The Court, in its decision, did not resolve this question once and for all. Instead, it left the matter entirely up to the House. As the Court explained, “the Constitution has prescribed no method of making this determination, and it is therefore within the competency of the house to prescribe any method which shall be reasonably certain to ascertain the fact.”
By similar reasoning, the Constitution prescribes no method of determining how votes are cast by individual members, so it should be up to the House to determine whether a vote may be cast remotely.
Yet while there are very strong arguments that remote voting is legal, many Democrats are understandably wary that this Supreme Court would agree with these arguments. The Court has been willing to fly in the face of overwhelming legal consensus before.
In NFIB v. Burwell (2012), the Court came within one vote of striking down Obamacare and significantly weakened its weakened Medicaid expansion.
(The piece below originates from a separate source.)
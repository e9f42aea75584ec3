//! Leaf layer implementations shipped with the cooker.

/// Plain-file provider and sink
pub mod fs;

pub use fs::{FsArtifactSink, FsContentProvider, SourceItem};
But before NFIB was decided, the argument in that lawsuit was widely viewed as a nonstarter. An American Bar Association poll of Supreme Court experts found that 85 percent believed the Affordable Care Act would be upheld, and another 9 percent believed the Court would dismiss the case for lack of jurisdiction.
Under Chief Justice John Roberts’s leadership, the Court has become especially likely to overrule precedent in ideologically divided 5-4 decisions. Though the Court sometimes overruled precedents before Roberts joined the Court, “about 71% of overulings are 5-4 under Roberts, compared to about 31% under” Roberts’s predecessor Chief Justice William Rehnquist.
Governance, especially experimental governance, requires a great deal of social and political trust among partisans. And that trust simply does not exist between Democrats in Congress and Republicans on the Supreme Court.
It’s possible to design a system where the justices would rule on the constitutionality of remote voting from behind a veil of ignorance regarding which party might benefit from their decision — and several states have.
Many states permit their highest court to issue “advisory opinions” — meaning that the justices can rule on a particular issue before a live controversy arises between two parties. In Massachusetts, for example, “each branch of the legislature, as well as the governor or the council, shall have authority to require the opinions of the justices of the supreme judicial court, upon important questions of law, and upon solemn occasions.”
If the Massachusetts legislature wished to adopt remote voting, it could ask the state’s supreme judicial court for a ruling on whether remote voting is constitutional — and the justices would rule on its constitutionality before they were considering a specific legal provision that one party supports and the other opposes.
But federal advisory opinions are currently unconstitutional, so there would need to be a constitutional amendment to permit them. And there are good reasons why there should be strict limits on the Supreme Court’s ability to issue such opinions, lest a Republican president collude with a Republican Supreme Court to strike down a bevy of laws.
In the absence of such advisory opinions, however, remote voting faces an uncertain future. At least in the House, it’s not happening without Democratic buy-in. And that requires Democrats to potentially place the fate of coronavirus relief legislation in a Republican Court’s hands.